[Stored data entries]
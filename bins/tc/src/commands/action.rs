//! tc action command implementation.
//!
//! Supported kinds:
//! - conndscp: store DSCP into the conntrack mark
//! - ctinfo: restore DSCP and the conntrack mark into the packet

use std::io::{self, Write};

use anyhow::{Context, bail};
use clap::{Args, Subcommand};
use tcact::Connection;
use tcact::netlink::action::{
    ActionDump, ActionOp, CtinfoWire, KINDS, codec_for, delete_request, dump_request,
    flush_request, get_request, new_action_request, parse_action_list, print_action_message,
};
use tcact::netlink::parse::{self, get_u32};
use tcact::netlink::{MessageIter, NLMSG_HDRLEN, NlMsgType};
use tcact::output::{OutputFormat, OutputOptions, PrintableList};

/// Global settings shared by every subcommand.
pub struct Session {
    pub wire: CtinfoWire,
    pub format: OutputFormat,
    pub opts: OutputOptions,
    pub dry_run: bool,
}

#[derive(Args)]
pub struct ActionCmd {
    #[command(subcommand)]
    action: ActionAction,
}

#[derive(Subcommand)]
enum ActionAction {
    /// Add new actions.
    Add {
        /// KIND [PARAMS...] [action KIND [PARAMS...]]...
        #[arg(trailing_var_arg = true, allow_hyphen_values = true, required = true)]
        params: Vec<String>,
    },

    /// Change existing actions.
    Change {
        /// KIND [PARAMS...] [action KIND [PARAMS...]]...
        #[arg(trailing_var_arg = true, allow_hyphen_values = true, required = true)]
        params: Vec<String>,
    },

    /// Add or overwrite actions.
    Replace {
        /// KIND [PARAMS...] [action KIND [PARAMS...]]...
        #[arg(trailing_var_arg = true, allow_hyphen_values = true, required = true)]
        params: Vec<String>,
    },

    /// Get a specific action.
    Get {
        /// KIND index INDEX
        #[arg(trailing_var_arg = true, required = true)]
        params: Vec<String>,
    },

    /// Delete a specific action.
    #[command(visible_alias = "del")]
    Delete {
        /// KIND index INDEX
        #[arg(trailing_var_arg = true, required = true)]
        params: Vec<String>,
    },

    /// Show all actions of a kind.
    #[command(visible_alias = "list", visible_alias = "ls")]
    Show {
        /// Action kind (conndscp, ctinfo).
        kind: String,
    },

    /// Delete all actions of a kind.
    Flush {
        /// Action kind (conndscp, ctinfo).
        kind: String,
    },
}

impl ActionCmd {
    /// Run the command; returns the number of actions that failed to render.
    pub async fn run(&self, session: &Session) -> anyhow::Result<usize> {
        match &self.action {
            ActionAction::Add { params } => self.new_action(session, ActionOp::Add, params).await,
            ActionAction::Change { params } => {
                self.new_action(session, ActionOp::Change, params).await
            }
            ActionAction::Replace { params } => {
                self.new_action(session, ActionOp::Replace, params).await
            }
            ActionAction::Get { params } => {
                let (kind, index) = parse_selector(params)?;
                let conn = connect(session)?;
                let response = conn
                    .request(get_request(&kind, index)?)
                    .await
                    .map_err(|e| e.with_context(format!("get {kind} action {index}")))?;

                let mut dump = ActionDump::default();
                for result in MessageIter::new(&response) {
                    let (header, payload) = result?;
                    if header.nlmsg_type == NlMsgType::RTM_NEWACTION {
                        dump.merge(print_action_message(payload, session.wire, session.opts.stats)?);
                    }
                }
                print_dump(&dump, session)
            }
            ActionAction::Delete { params } => {
                let (kind, index) = parse_selector(params)?;
                let conn = connect(session)?;
                conn.request_ack(delete_request(&kind, index)?)
                    .await
                    .map_err(|e| e.with_context(format!("delete {kind} action {index}")))?;
                Ok(0)
            }
            ActionAction::Show { kind } => {
                check_kind(kind, session.wire)?;
                let conn = connect(session)?;
                let responses = conn
                    .dump(dump_request(kind)?)
                    .await
                    .map_err(|e| e.with_context(format!("dump {kind} actions")))?;

                let mut dump = ActionDump::default();
                for response in responses {
                    let Some(payload) = response.get(NLMSG_HDRLEN..) else {
                        continue;
                    };
                    dump.merge(print_action_message(payload, session.wire, session.opts.stats)?);
                }
                print_dump(&dump, session)
            }
            ActionAction::Flush { kind } => {
                check_kind(kind, session.wire)?;
                let conn = connect(session)?;
                conn.request_ack(flush_request(kind)?)
                    .await
                    .map_err(|e| e.with_context(format!("flush {kind} actions")))?;
                Ok(0)
            }
        }
    }

    async fn new_action(
        &self,
        session: &Session,
        op: ActionOp,
        params: &[String],
    ) -> anyhow::Result<usize> {
        let mut args = parse::Args::new(params);
        let mut request = new_action_request(op)?;
        let count = parse_action_list(&mut args, session.wire, &mut request)?;
        tracing::debug!(count, len = request.len(), "request encoded");

        if session.dry_run {
            let dump = print_action_message(request.payload(), session.wire, session.opts.stats)?;
            return print_dump(&dump, session);
        }

        let conn = Connection::new().context("cannot open netlink socket")?;
        conn.request_ack(request)
            .await
            .map_err(|e| e.with_context(format!("{} action", op.verb())))?;
        Ok(0)
    }
}

fn connect(session: &Session) -> anyhow::Result<Connection> {
    if session.dry_run {
        bail!("--dry-run only applies to add, change and replace");
    }
    Connection::new().context("cannot open netlink socket")
}

fn check_kind(kind: &str, wire: CtinfoWire) -> anyhow::Result<()> {
    if codec_for(kind, wire).is_none() {
        bail!(
            "unknown action kind \"{kind}\" (supported: {})",
            KINDS.join(", ")
        );
    }
    Ok(())
}

/// Parse `KIND index INDEX`.
fn parse_selector(params: &[String]) -> anyhow::Result<(String, u32)> {
    let mut args = parse::Args::new(params);
    let kind = args.next_value("action")?;
    check_kind(kind, CtinfoWire::default())?;

    if !args.peek_matches("index") {
        bail!("{kind}: expected \"index INDEX\"");
    }
    args.advance();
    let index = get_u32(args.next_value("index")?, 10)?;

    if let Some(extra) = args.peek() {
        bail!("{kind}: unexpected argument \"{extra}\"");
    }
    Ok((kind.to_string(), index))
}

fn print_dump(dump: &ActionDump, session: &Session) -> anyhow::Result<usize> {
    let stdout = io::stdout();
    let mut handle = stdout.lock();

    match session.format {
        OutputFormat::Text => {
            for report in &dump.reports {
                write!(handle, "{}", report.text())?;
                writeln!(handle)?;
            }
        }
        OutputFormat::Json => dump.print(&mut handle, session.format, &session.opts)?,
    }
    handle.flush()?;

    Ok(dump.failed)
}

TASK BRIEF | Find the string "async" in the entries above. Copy each line where it occurs.

RESULT FOR THIS TASK |
    pub async fn run(&self, session: &Session) -> anyhow::Result<usize> {
    async fn new_action(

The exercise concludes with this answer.